━━ Task data ━━
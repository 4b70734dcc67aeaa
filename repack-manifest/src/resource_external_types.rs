// Copyright 2024 Google LLC
//
// Licensed under the Apache License, Version 2.0 (the "License");
// you may not use this file except in compliance with the License.
// You may obtain a copy of the License at
//
//     http://www.apache.org/licenses/LICENSE-2.0
//
// Unless required by applicable law or agreed to in writing, software
// distributed under the License is distributed on an "AS IS" BASIS,
// WITHOUT WARRANTIES OR CONDITIONS OF ANY KIND, either express or implied.
// See the License for the specific language governing permissions and
// limitations under the License.


// Types that Android/APKs themselves use to describe binary XML documents
use deku::prelude::*;

#[derive(Debug, PartialEq, DekuWrite)]
pub struct ResChunk {
    pub header: ResChunkHeader,
    pub data: Vec<u8>
}

pub const RES_CHUNK_HEADER_SIZE: u32 = 8;
pub const UINT32_MINUS_ONE: u32 = 0xFFFFFFFF;
// Either a string index or UINT32_MINUS_ONE if empty
pub type ResStringPoolRef = u32;

#[derive(Debug, PartialEq, DekuWrite)]
pub struct ResChunkHeader {
    pub chunk_type: ChunkType,
    pub header_size: u16,
    // Includes both this header and the data that follows
    pub chunk_size: u32
}

#[derive(Debug, PartialEq, DekuWrite)]
pub struct XmlNodeChunk {
    // Where this node appeared in the original document
    // Not important for on-device parsing, only debugging and logs
    pub line_number: u32,
    // The XML comment that originally appeared above this note
    pub comment: ResStringPoolRef,
    pub node_data: Vec<u8>
}

#[derive(Debug, PartialEq, DekuWrite)]
pub struct XmlResourceMap {
    pub resources: Vec<u32>
}

#[derive(Debug, PartialEq, DekuWrite)]
pub struct RawBytes {
    pub data: Vec<u8>
}

// Used for both the start and end of a namespace
#[derive(Debug, PartialEq, DekuWrite)]
pub struct XmlNamespaceChunk {
    pub prefix: ResStringPoolRef,
    pub uri: ResStringPoolRef
}

pub const XML_START_ELEMENT_SIZE: u16 = 0x14;
pub const XML_ATTRIBUTE_SIZE: u16 = 0x14;

#[derive(Debug, PartialEq, DekuWrite)]
pub struct XmlStartElementChunk {
    pub namespace: ResStringPoolRef,
    pub name: ResStringPoolRef,
    pub attribute_start: u16,
    pub attribute_size: u16,
    pub attribute_count: u16,
    // Index (1-based) of the "id" attribute, 0 if none
    pub id_index: u16,
    // Index (1-based) of the "class" attribute, 0 if none
    pub class_index: u16,
    // Index (1-based) of the "style" attribute, 0 if none
    pub style_index: u16,
    pub attribute_data: Vec<u8>
}

#[derive(Debug, PartialEq, DekuWrite)]
pub struct XmlEndElementChunk {
    pub namespace: ResStringPoolRef,
    pub name: ResStringPoolRef
}

#[derive(Debug, PartialEq, DekuWrite)]
pub struct XmlAttributeChunk {
    pub namespace: ResStringPoolRef,
    pub name: ResStringPoolRef,
    pub raw_value: ResStringPoolRef,
    pub typed_value: XmlAttributeDataChunk
}

#[derive(Debug, PartialEq, DekuWrite)]
pub struct XmlAttributeDataChunk {
    pub size: u16,
    // Always 0
    pub res0: u8,
    // Kept as a raw byte so types we don't interpret survive a round trip
    pub data_type: u8,
    pub data: u32
}

// Res_value data types
pub const TYPE_NULL: u8 = 0x00;
pub const TYPE_REFERENCE: u8 = 0x01;
pub const TYPE_STRING: u8 = 0x03;
pub const TYPE_INT_DEC: u8 = 0x10;
pub const TYPE_INT_HEX: u8 = 0x11;
pub const TYPE_INT_BOOLEAN: u8 = 0x12;

#[derive(Debug, PartialEq, DekuWrite)]
pub struct StringPoolChunk {
    // Not the same thing as a ResChunkHeader,
    // the format has headers within headers
    pub string_pool_header: StringPoolHeader,
    pub string_indicies: Vec<u32>,
    pub string_data: Vec<u8>
}

#[derive(Debug, Clone, Copy, PartialEq, Eq, DekuWrite)]
#[deku(id_type = "u16")]
pub enum ChunkType {
    #[deku(id = 0x0000)]
    Null,
    #[deku(id = 0x0001)]
    StringPool,
    #[deku(id = 0x0003)]
    XmlFile,

    // Types within an XmlFile
    #[deku(id = 0x0100)]
    XmlStartNamespace,
    #[deku(id = 0x0101)]
    XmlEndNamespace,
    #[deku(id = 0x0102)]
    XmlStartElement,
    #[deku(id = 0x0103)]
    XmlEndElement,
    #[deku(id = 0x0104)]
    XmlCdata,
    #[deku(id = 0x180)]
    XmlResourceMap
}

impl ChunkType {
    pub fn from_id(id: u16) -> Option<ChunkType> {
        match id {
            0x0000 => Some(ChunkType::Null),
            0x0001 => Some(ChunkType::StringPool),
            0x0003 => Some(ChunkType::XmlFile),
            0x0100 => Some(ChunkType::XmlStartNamespace),
            0x0101 => Some(ChunkType::XmlEndNamespace),
            0x0102 => Some(ChunkType::XmlStartElement),
            0x0103 => Some(ChunkType::XmlEndElement),
            0x0104 => Some(ChunkType::XmlCdata),
            0x0180 => Some(ChunkType::XmlResourceMap),
            _ => None
        }
    }
}

pub const STRING_POOL_UTF8_FLAG: u32 = 1 << 8;
pub const STRING_POOL_HEADER_SIZE: u16 = 0x1C;

#[derive(Debug, PartialEq, DekuWrite)]
pub struct StringPoolHeader {
    pub string_count: u32,
    pub style_count: u32,
    pub flags: u32,
    pub strings_start: u32,
    pub styles_start: u32
}

#[cfg(test)]
mod tests {
    use super::*;

    #[test]
    fn chunk_ids_match_their_wire_encoding() {
        for chunk_type in [
            ChunkType::StringPool,
            ChunkType::XmlFile,
            ChunkType::XmlStartElement,
            ChunkType::XmlResourceMap
        ] {
            let bytes = chunk_type.to_bytes().unwrap();
            let id = u16::from_le_bytes([bytes[0], bytes[1]]);
            assert_eq!(ChunkType::from_id(id), Some(chunk_type));
        }
        assert_eq!(ChunkType::from_id(0x0202), None);
    }

    #[test]
    fn attribute_chunk_is_twenty_bytes() {
        let chunk = XmlAttributeChunk {
            namespace: UINT32_MINUS_ONE,
            name: 0,
            raw_value: UINT32_MINUS_ONE,
            typed_value: XmlAttributeDataChunk {
                size: 8,
                res0: 0,
                data_type: TYPE_INT_DEC,
                data: 24
            }
        };
        assert_eq!(chunk.to_bytes().unwrap().len(), XML_ATTRIBUTE_SIZE as usize);
    }
}
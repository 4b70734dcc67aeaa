// Copyright 2024 Google LLC
//
// Licensed under the Apache License, Version 2.0 (the "License");
// you may not use this file except in compliance with the License.
// You may obtain a copy of the License at
//
//     http://www.apache.org/licenses/LICENSE-2.0
//
// Unless required by applicable law or agreed to in writing, software
// distributed under the License is distributed on an "AS IS" BASIS,
// WITHOUT WARRANTIES OR CONDITIONS OF ANY KIND, either express or implied.
// See the License for the specific language governing permissions and
// limitations under the License.


//! The settings the pipeline is driven by. Collecting them is someone else's
//! job; this only reads them.

use repack_common::*;
use repack_manifest::{PatchOptions, RenameRequest};
use serde::{Deserialize, Serialize};
use serde_json::{Map, Value};

#[derive(Debug, Clone, Copy, Default, PartialEq, Eq, Serialize, Deserialize)]
#[serde(rename_all = "snake_case")]
pub enum CloneMode {
    /// Install over the original app, keeping its package name.
    #[default]
    ReplaceOriginal,
    /// Install next to the original under a derived package name.
    GenerateNewPackage,
    /// Install next to the original under `custom_package`.
    CustomPackage
}

#[derive(Debug, Clone, Default, PartialEq, Serialize, Deserialize)]
pub struct Config {
    #[serde(default)]
    pub clone_mode: CloneMode,
    #[serde(default, skip_serializing_if = "Option::is_none")]
    pub custom_package: Option<String>,
    /// Overrides the launcher label
    #[serde(default, skip_serializing_if = "Option::is_none")]
    pub app_name: Option<String>,
    /// Everything else in the settings file, kept as is.
    #[serde(flatten)]
    pub extra: Map<String, Value>
}

impl Config {
    pub fn from_json_slice(json: &[u8]) -> Result<Config> {
        Ok(serde_json::from_slice(json)?)
    }

    /// What the manifest patcher should do with this config.
    ///
    /// A custom mode without a usable name turns into a rejected rename, so
    /// the package keeps its original name.
    pub fn patch_options(&self) -> PatchOptions {
        let rename = match self.clone_mode {
            CloneMode::ReplaceOriginal => RenameRequest::Keep,
            CloneMode::GenerateNewPackage => RenameRequest::Variant,
            CloneMode::CustomPackage => {
                RenameRequest::Custom(self.custom_package.clone().unwrap_or_default())
            }
        };
        PatchOptions {
            rename,
            display_name: self.app_name.clone(),
            ..PatchOptions::default()
        }
    }
}

#[cfg(test)]
mod tests {
    use super::*;
    use test_case::test_case;

    #[test]
    fn empty_object_is_the_default() {
        let config = Config::from_json_slice(b"{}").unwrap();
        assert_eq!(config, Config::default());
        assert_eq!(config.patch_options().rename, RenameRequest::Keep);
    }

    #[test_case(r#"{"clone_mode":"replace_original"}"#, RenameRequest::Keep)]
    #[test_case(r#"{"clone_mode":"generate_new_package"}"#, RenameRequest::Variant)]
    #[test_case(r#"{"clone_mode":"custom_package","custom_package":"com.fork"}"#, RenameRequest::Custom("com.fork".into()))]
    #[test_case(r#"{"clone_mode":"custom_package"}"#, RenameRequest::Custom(String::new()))]
    fn clone_mode_selects_rename(json: &str, expected: RenameRequest) {
        let config = Config::from_json_slice(json.as_bytes()).unwrap();
        assert_eq!(config.patch_options().rename, expected);
    }

    #[test]
    fn unknown_keys_are_kept() {
        let config =
            Config::from_json_slice(br#"{"app_name":"Fork","hide_icon":true,"delay":3}"#).unwrap();
        assert_eq!(config.app_name.as_deref(), Some("Fork"));
        assert_eq!(config.extra.get("hide_icon"), Some(&Value::Bool(true)));
        assert_eq!(config.extra.len(), 2);

        let options = config.patch_options();
        assert_eq!(options.display_name.as_deref(), Some("Fork"));
        assert_eq!(options.without_display_name().display_name, None);
    }

    #[test]
    fn unknown_clone_mode_is_rejected() {
        assert!(matches!(
            Config::from_json_slice(br#"{"clone_mode":"sideways"}"#),
            Err(PackError::ConfigParsingFailed(_))
        ));
    }
}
━━━
§ Your instructions: From the line holding "let config = Config::from_json_slice(json.as_bytes()).unwrap();" to the end of the listing, copy every line exactly, both ends included, and add nothing.

§ Solution to the exercise:
        let config = Config::from_json_slice(json.as_bytes()).unwrap();
        assert_eq!(config.patch_options().rename, expected);
    }

    #[test]
    fn unknown_keys_are_kept() {
        let config =
            Config::from_json_slice(br#"{"app_name":"Fork","hide_icon":true,"delay":3}"#).unwrap();
        assert_eq!(config.app_name.as_deref(), Some("Fork"));
        assert_eq!(config.extra.get("hide_icon"), Some(&Value::Bool(true)));
        assert_eq!(config.extra.len(), 2);

        let options = config.patch_options();
        assert_eq!(options.display_name.as_deref(), Some("Fork"));
        assert_eq!(options.without_display_name().display_name, None);
    }

    #[test]
    fn unknown_clone_mode_is_rejected() {
        assert!(matches!(
            Config::from_json_slice(br#"{"clone_mode":"sideways"}"#),
            Err(PackError::ConfigParsingFailed(_))
        ));
    }
}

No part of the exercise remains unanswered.